Problem description:
Please write out every entry below, word for word.

Saved data entries:

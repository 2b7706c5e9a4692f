//! Signing goes through the NEAR command line wallet; this module builds its
//! invocation and reads back the result.

use berryclub::{
    ledger::{
        Action,
        ONE_NEAR,
        TGAS,
        TransactionRequest,
        TransactionResult,
    },
    session::{
        WalletError,
        WalletErrorKind,
    },
};
use regex::Regex;
use std::{
    io,
    path::PathBuf,
    process::Stdio,
    sync::LazyLock,
};
use tokio::process::Command;
use tracing::debug;

const YOCTO_DIGITS: usize = 24;

static TRANSACTION_ID: LazyLock<Option<Regex>> = LazyLock::new(|| {
    Regex::new(r"(?:Transaction ID:\s*|/txns?/|/transactions/)([1-9A-HJ-NP-Za-km-z]{32,44})").ok()
});

#[derive(Clone, Debug)]
pub struct NearCli {
    program: PathBuf,
    network: String,
}

impl NearCli {
    pub fn new(program: impl Into<PathBuf>, network: impl Into<String>) -> Self {
        Self {
            program: program.into(),
            network: network.into(),
        }
    }

    /// Arguments for `near contract call-function as-transaction`, one per
    /// token, without any shell quoting.
    pub fn call_args(&self, request: &TransactionRequest) -> Result<Vec<String>, WalletError> {
        let [Action::FunctionCall(call)] = request.actions.as_slice() else {
            return Err(WalletError::unclassified(format!(
                "expected exactly one function call, got {} actions",
                request.actions.len()
            )));
        };
        Ok(vec![
            "contract".to_string(),
            "call-function".to_string(),
            "as-transaction".to_string(),
            request.receiver_id.clone(),
            call.method_name.clone(),
            "json-args".to_string(),
            call.args.to_string(),
            "prepaid-gas".to_string(),
            format_gas(call.gas),
            "attached-deposit".to_string(),
            format_near(call.deposit),
            "sign-as".to_string(),
            request.signer_id.to_string(),
            "network-config".to_string(),
            self.network.clone(),
            "sign-with-legacy-keychain".to_string(),
            "send".to_string(),
        ])
    }

    pub async fn send(&self, request: &TransactionRequest) -> Result<TransactionResult, WalletError> {
        let args = self.call_args(request)?;
        debug!(program = %self.program.display(), method = request.actions[0].method_name(), "invoking near cli");
        let output = Command::new(&self.program)
            .args(&args)
            .stdin(Stdio::null())
            .kill_on_drop(true)
            .output()
            .await
            .map_err(|err| self.spawn_error(err))?;

        let stdout = String::from_utf8_lossy(&output.stdout).into_owned();
        let stderr = String::from_utf8_lossy(&output.stderr).into_owned();
        if !output.status.success() {
            return Err(WalletError::unclassified(failure_summary(&stderr, &stdout)));
        }
        let combined = format!("{stdout}{stderr}");
        Ok(TransactionResult {
            transaction_hash: parse_transaction_hash(&combined),
            output: combined,
        })
    }

    fn spawn_error(&self, err: io::Error) -> WalletError {
        let kind = match err.kind() {
            io::ErrorKind::NotFound | io::ErrorKind::PermissionDenied => {
                WalletErrorKind::Unavailable
            }
            _ => WalletErrorKind::Unclassified,
        };
        WalletError::new(
            kind,
            format!("could not run {}: {err}", self.program.display()),
        )
    }
}

/// Yocto amount as the CLI expects it, e.g. `0.1 NEAR`.
pub fn format_near(yocto: u128) -> String {
    let whole = yocto / ONE_NEAR;
    let fraction = yocto % ONE_NEAR;
    if fraction == 0 {
        return format!("{whole} NEAR");
    }
    let digits = format!("{fraction:0width$}", width = YOCTO_DIGITS);
    format!("{whole}.{} NEAR", digits.trim_end_matches('0'))
}

pub fn format_gas(gas: u64) -> String {
    if gas % TGAS == 0 {
        format!("{} Tgas", gas / TGAS)
    } else {
        format!("{gas} gas")
    }
}

pub fn parse_transaction_hash(output: &str) -> Option<String> {
    let pattern = TRANSACTION_ID.as_ref()?;
    pattern
        .captures(output)
        .and_then(|captures| captures.get(1))
        .map(|hash| hash.as_str().to_string())
}

fn failure_summary(stderr: &str, stdout: &str) -> String {
    let last_line = |text: &str| {
        text.lines()
            .map(str::trim)
            .rev()
            .find(|line| !line.is_empty())
            .map(str::to_string)
    };
    last_line(stderr)
        .or_else(|| last_line(stdout))
        .unwrap_or_else(|| "near cli exited with an error".to_string())
}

Response to this exercise:
repository 2b7706c5e9a4692f
//! Signing goes through the NEAR command line wallet; this module builds its
//! invocation and reads back the result.

use berryclub::{
    ledger::{
        Action,
        ONE_NEAR,
        TGAS,
        TransactionRequest,
        TransactionResult,
    },
    session::{
        WalletError,
        WalletErrorKind,
    },
};
use regex::Regex;
use std::{
    io,
    path::PathBuf,
    process::Stdio,
    sync::LazyLock,
};
use tokio::process::Command;
use tracing::debug;

const YOCTO_DIGITS: usize = 24;

static TRANSACTION_ID: LazyLock<Option<Regex>> = LazyLock::new(|| {
    Regex::new(r"(?:Transaction ID:\s*|/txns?/|/transactions/)([1-9A-HJ-NP-Za-km-z]{32,44})").ok()
});

#[derive(Clone, Debug)]
pub struct NearCli {
    program: PathBuf,
    network: String,
}

impl NearCli {
    pub fn new(program: impl Into<PathBuf>, network: impl Into<String>) -> Self {
        Self {
            program: program.into(),
            network: network.into(),
        }
    }

    /// Arguments for `near contract call-function as-transaction`, one per
    /// token, without any shell quoting.
    pub fn call_args(&self, request: &TransactionRequest) -> Result<Vec<String>, WalletError> {
        let [Action::FunctionCall(call)] = request.actions.as_slice() else {
            return Err(WalletError::unclassified(format!(
                "expected exactly one function call, got {} actions",
                request.actions.len()
            )));
        };
        Ok(vec![
            "contract".to_string(),
            "call-function".to_string(),
            "as-transaction".to_string(),
            request.receiver_id.clone(),
            call.method_name.clone(),
            "json-args".to_string(),
            call.args.to_string(),
            "prepaid-gas".to_string(),
            format_gas(call.gas),
            "attached-deposit".to_string(),
            format_near(call.deposit),
            "sign-as".to_string(),
            request.signer_id.to_string(),
            "network-config".to_string(),
            self.network.clone(),
            "sign-with-legacy-keychain".to_string(),
            "send".to_string(),
        ])
    }

    pub async fn send(&self, request: &TransactionRequest) -> Result<TransactionResult, WalletError> {
        let args = self.call_args(request)?;
        debug!(program = %self.program.display(), method = request.actions[0].method_name(), "invoking near cli");
        let output = Command::new(&self.program)
            .args(&args)
            .stdin(Stdio::null())
            .kill_on_drop(true)
            .output()
            .await
            .map_err(|err| self.spawn_error(err))?;

        let stdout = String::from_utf8_lossy(&output.stdout).into_owned();
        let stderr = String::from_utf8_lossy(&output.stderr).into_owned();
        if !output.status.success() {
            return Err(WalletError::unclassified(failure_summary(&stderr, &stdout)));
        }
        let combined = format!("{stdout}{stderr}");
        Ok(TransactionResult {
            transaction_hash: parse_transaction_hash(&combined),
            output: combined,
        })
    }

    fn spawn_error(&self, err: io::Error) -> WalletError {
        let kind = match err.kind() {
            io::ErrorKind::NotFound | io::ErrorKind::PermissionDenied => {
                WalletErrorKind::Unavailable
            }
            _ => WalletErrorKind::Unclassified,
        };
        WalletError::new(
            kind,
            format!("could not run {}: {err}", self.program.display()),
        )
    }
}

/// Yocto amount as the CLI expects it, e.g. `0.1 NEAR`.
pub fn format_near(yocto: u128) -> String {
    let whole = yocto / ONE_NEAR;
    let fraction = yocto % ONE_NEAR;
    if fraction == 0 {
        return format!("{whole} NEAR");
    }
    let digits = format!("{fraction:0width$}", width = YOCTO_DIGITS);
    format!("{whole}.{} NEAR", digits.trim_end_matches('0'))
}

pub fn format_gas(gas: u64) -> String {
    if gas % TGAS == 0 {
        format!("{} Tgas", gas / TGAS)
    } else {
        format!("{gas} gas")
    }
}

pub fn parse_transaction_hash(output: &str) -> Option<String> {
    let pattern = TRANSACTION_ID.as_ref()?;
    pattern
        .captures(output)
        .and_then(|captures| captures.get(1))
        .map(|hash| hash.as_str().to_string())
}

fn failure_summary(stderr: &str, stdout: &str) -> String {
    let last_line = |text: &str| {
        text.lines()
            .map(str::trim)
            .rev()
            .find(|line| !line.is_empty())
            .map(str::to_string)
    };
    last_line(stderr)
        .or_else(|| last_line(stdout))
        .unwrap_or_else(|| "near cli exited with an error".to_string())
}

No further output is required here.